Like a lot of industries, the live music sector has suffered untold devastation because of coronavirus and successive lockdowns.
Nightclubs and music venues were already suffering—thanks to increasingly restrictive licensing issues and the ever-looming threat of housing developers swallowing them all up—but COVID-19 has taken the situation to a dire place. Many venues and clubs have sadly had to close their doors permanently, but for those who’ve managed to cling on through it all, the light at the end of the tunnel could be closer than we’d previously thought.
As the nationwide vaccine rollout continues, PM Boris Johnson, the government and the NTIA (Night Time Industries Association) are looking at the possibility of rapid coronavirus testing to keep everyone safe. In last night’s briefing to the nation, the PM suggested that rapid testing could potentially be used by “those parts of the economy we couldn’t get open last year”.
This would include pubs, bars, food and drink venues, cinemas, theatres, concert, bingo halls, spas, indoor leisure centres, gyms, casinos, betting shops, museums and galleries.
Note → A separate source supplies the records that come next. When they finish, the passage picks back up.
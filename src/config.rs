//! Engine configuration parsing and validation.

use std::fs;
use std::path::{Path, PathBuf};
use std::time::Duration;

use serde::Deserialize;

use crate::{AppError, Result};

/// Smallest accepted value for [`EngineConfig::max_line_bytes`].
pub const MIN_LINE_BYTES: usize = 1024;

/// Where worker generations run.
#[derive(Debug, Clone, Copy, Default, Deserialize, PartialEq, Eq)]
#[serde(rename_all = "snake_case")]
pub enum BackendKind {
    /// One OS process per generation, killed with `SIGKILL` on cancel.
    #[default]
    Process,
    /// One OS thread per generation, stopped through a cancellation flag.
    Thread,
}

/// How to launch a worker process.
///
/// When `program` is absent the engine re-executes its own binary, so the
/// default `args` select the hidden `worker` subcommand.
#[derive(Debug, Clone, Deserialize, PartialEq, Eq)]
#[serde(rename_all = "snake_case")]
pub struct WorkerConfig {
    /// Worker executable. Defaults to the current executable.
    #[serde(default)]
    pub program: Option<PathBuf>,
    /// Arguments passed to the worker executable.
    #[serde(default = "default_worker_args")]
    pub args: Vec<String>,
}

impl Default for WorkerConfig {
    fn default() -> Self {
        Self {
            program: None,
            args: default_worker_args(),
        }
    }
}

fn default_worker_args() -> Vec<String> {
    vec!["worker".into()]
}

fn default_cancel_timeout_ms() -> u64 {
    5000
}

fn default_ready_timeout_ms() -> u64 {
    5000
}

fn default_max_line_bytes() -> usize {
    1_048_576
}

fn default_max_call_depth() -> usize {
    256
}

/// Engine configuration parsed from `chartscript.toml`.
#[derive(Debug, Clone, Deserialize, PartialEq, Eq)]
#[serde(rename_all = "snake_case")]
pub struct EngineConfig {
    /// Worker backend.
    #[serde(default)]
    pub backend: BackendKind,
    /// Upper bound on `cancel()` waiting for the busy flag to clear.
    #[serde(default = "default_cancel_timeout_ms")]
    pub cancel_timeout_ms: u64,
    /// Upper bound on waiting for a freshly spawned generation.
    #[serde(default = "default_ready_timeout_ms")]
    pub ready_timeout_ms: u64,
    /// Maximum accepted length of one protocol line.
    #[serde(default = "default_max_line_bytes")]
    pub max_line_bytes: usize,
    /// Maximum nesting of script function calls.
    #[serde(default = "default_max_call_depth")]
    pub max_call_depth: usize,
    /// Worker process launch settings.
    #[serde(default)]
    pub worker: WorkerConfig,
}

impl Default for EngineConfig {
    fn default() -> Self {
        Self {
            backend: BackendKind::default(),
            cancel_timeout_ms: default_cancel_timeout_ms(),
            ready_timeout_ms: default_ready_timeout_ms(),
            max_line_bytes: default_max_line_bytes(),
            max_call_depth: default_max_call_depth(),
            worker: WorkerConfig::default(),
        }
    }
}

impl EngineConfig {
    /// Load and validate configuration from a TOML file path.
    ///
    /// # Errors
    ///
    /// Returns `AppError::Config` if the file cannot be read or contains
    /// invalid TOML, or if validation fails.
    pub fn load_from_path(path: impl AsRef<Path>) -> Result<Self> {
        let raw = fs::read_to_string(path)
            .map_err(|err| AppError::Config(format!("failed to read config: {err}")))?;
        Self::from_toml_str(&raw)
    }

    /// Parse configuration from a TOML string.
    ///
    /// # Errors
    ///
    /// Returns `AppError::Config` if parsing or validation fails.
    pub fn from_toml_str(raw: &str) -> Result<Self> {
        let config: Self = toml::from_str(raw)?;
        config.validate()?;
        Ok(config)
    }

    /// Bound applied to `cancel()`.
    #[must_use]
    pub fn cancel_timeout(&self) -> Duration {
        Duration::from_millis(self.cancel_timeout_ms)
    }

    /// Bound applied while waiting for a generation to become ready.
    #[must_use]
    pub fn ready_timeout(&self) -> Duration {
        Duration::from_millis(self.ready_timeout_ms)
    }

    /// Resolve the worker executable, falling back to the running binary.
    ///
    /// # Errors
    ///
    /// Returns `AppError::Config` if no program is configured and the
    /// current executable path cannot be determined.
    pub fn worker_program(&self) -> Result<PathBuf> {
        match &self.worker.program {
            Some(program) => Ok(program.clone()),
            None => std::env::current_exe()
                .map_err(|err| AppError::Config(format!("cannot locate worker executable: {err}"))),
        }
    }

    fn validate(&self) -> Result<()> {
        if self.cancel_timeout_ms == 0 {
            return Err(AppError::Config(
                "cancel_timeout_ms must be greater than zero".into(),
            ));
        }

        if self.ready_timeout_ms == 0 {
            return Err(AppError::Config(
                "ready_timeout_ms must be greater than zero".into(),
            ));
        }

        if self.max_call_depth == 0 {
            return Err(AppError::Config(
                "max_call_depth must be greater than zero".into(),
            ));
        }

        if self.max_line_bytes < MIN_LINE_BYTES {
            return Err(AppError::Config(format!(
                "max_line_bytes must be at least {MIN_LINE_BYTES}"
            )));
        }

        Ok(())
    }
}
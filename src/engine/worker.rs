//! Worker entry point.
//!
//! A worker evaluates exactly one script in a fresh interpreter, streams
//! everything the script prints as it is produced, reports one
//! [`WorkerOutcome`], and ends. [`evaluate`] is the shared core; the
//! process backend reaches it through [`run_worker`] in a child process,
//! the thread backend and the synchronous session call it in-process.

use std::io::Write;
#[cfg(unix)]
use std::io::{self, BufRead, BufReader};
#[cfg(unix)]
use std::os::fd::AsFd;
#[cfg(unix)]
use std::os::unix::net::UnixStream;

#[cfg(unix)]
use tracing::{debug, info_span};

#[cfg(unix)]
use crate::engine::protocol::{decode_line, encode_line, EvaluationRequest};
use crate::engine::protocol::WorkerOutcome;
use crate::script::{self, RunOptions};
#[cfg(unix)]
use crate::{AppError, Result};

/// Run `script` in a fresh interpreter, writing its output to `out`.
///
/// Errors are printed to `out` as `Error: <message>` so they appear in the
/// stdout stream before the outcome is reported.
pub fn evaluate(source: &str, options: &RunOptions, out: &mut dyn Write) -> WorkerOutcome {
    match script::run(source, options, out) {
        Ok(value) => WorkerOutcome::completed(value.as_ref()),
        Err(err) => {
            let _ = writeln!(out, "Error: {err}").and_then(|()| out.flush());
            WorkerOutcome::failed()
        }
    }
}

/// Entry point of the `worker` subcommand.
///
/// The request channel is the socket handed over as stdin. Reads one
/// [`EvaluationRequest`] line, evaluates it with stdout as the output
/// stream, and writes one [`WorkerOutcome`] line back. A closed channel
/// before any request means the supervisor discarded this generation.
///
/// # Errors
///
/// Returns [`AppError::Io`] or [`AppError::Protocol`] when the channel is
/// unusable.
#[cfg(unix)]
pub fn run_worker(max_call_depth: usize) -> Result<()> {
    let _span = info_span!("worker", pid = std::process::id()).entered();

    let channel = request_channel()?;
    let mut reader = BufReader::new(channel.try_clone()?);
    let mut line = String::new();
    if reader.read_line(&mut line)? == 0 {
        debug!("request channel closed before a request arrived");
        return Ok(());
    }
    let request: EvaluationRequest = decode_line(&line)?;

    let options = RunOptions {
        max_call_depth,
        cancel: None,
    };
    let outcome = {
        let stdout = io::stdout();
        let mut out = stdout.lock();
        evaluate(&request.script, &options, &mut out)
    };
    debug!(error = outcome.error, "evaluation complete");

    let mut channel = channel;
    channel.write_all(&encode_line(&outcome)?)?;
    channel.flush()?;
    Ok(())
}

#[cfg(unix)]
fn request_channel() -> Result<UnixStream> {
    let fd = io::stdin()
        .as_fd()
        .try_clone_to_owned()
        .map_err(|err| AppError::Io(format!("cannot take request channel from stdin: {err}")))?;
    Ok(UnixStream::from(fd))
}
He added that such testing would have to be in conjunction with the vaccine programme, but that it was “still early days” and there were “lots of discussions still to be had”.
This morning (February 16), Greater Manchester’s Night Time Economy advisor, Sacha Lord, appeared on BBC Breakfast to discuss Boris’ suggestion. “I had to scrape myself off the floor when I heard the word nightclub,” he said. “It is the first time (Boris Johnson) has said it in 11 months, and he wasn’t just talking about nightclubs. It’s theatres, live music venues, festivals and outdoor gatherings.”
It’s welcome news, especially in light of the UK government’s previous approach, which either neglected nightclubs altogether or severely limited how they would operate post-COVID. The government’s also drawn heavy criticism for what has been described as a lack of meaningful financial support for the nightlife industry.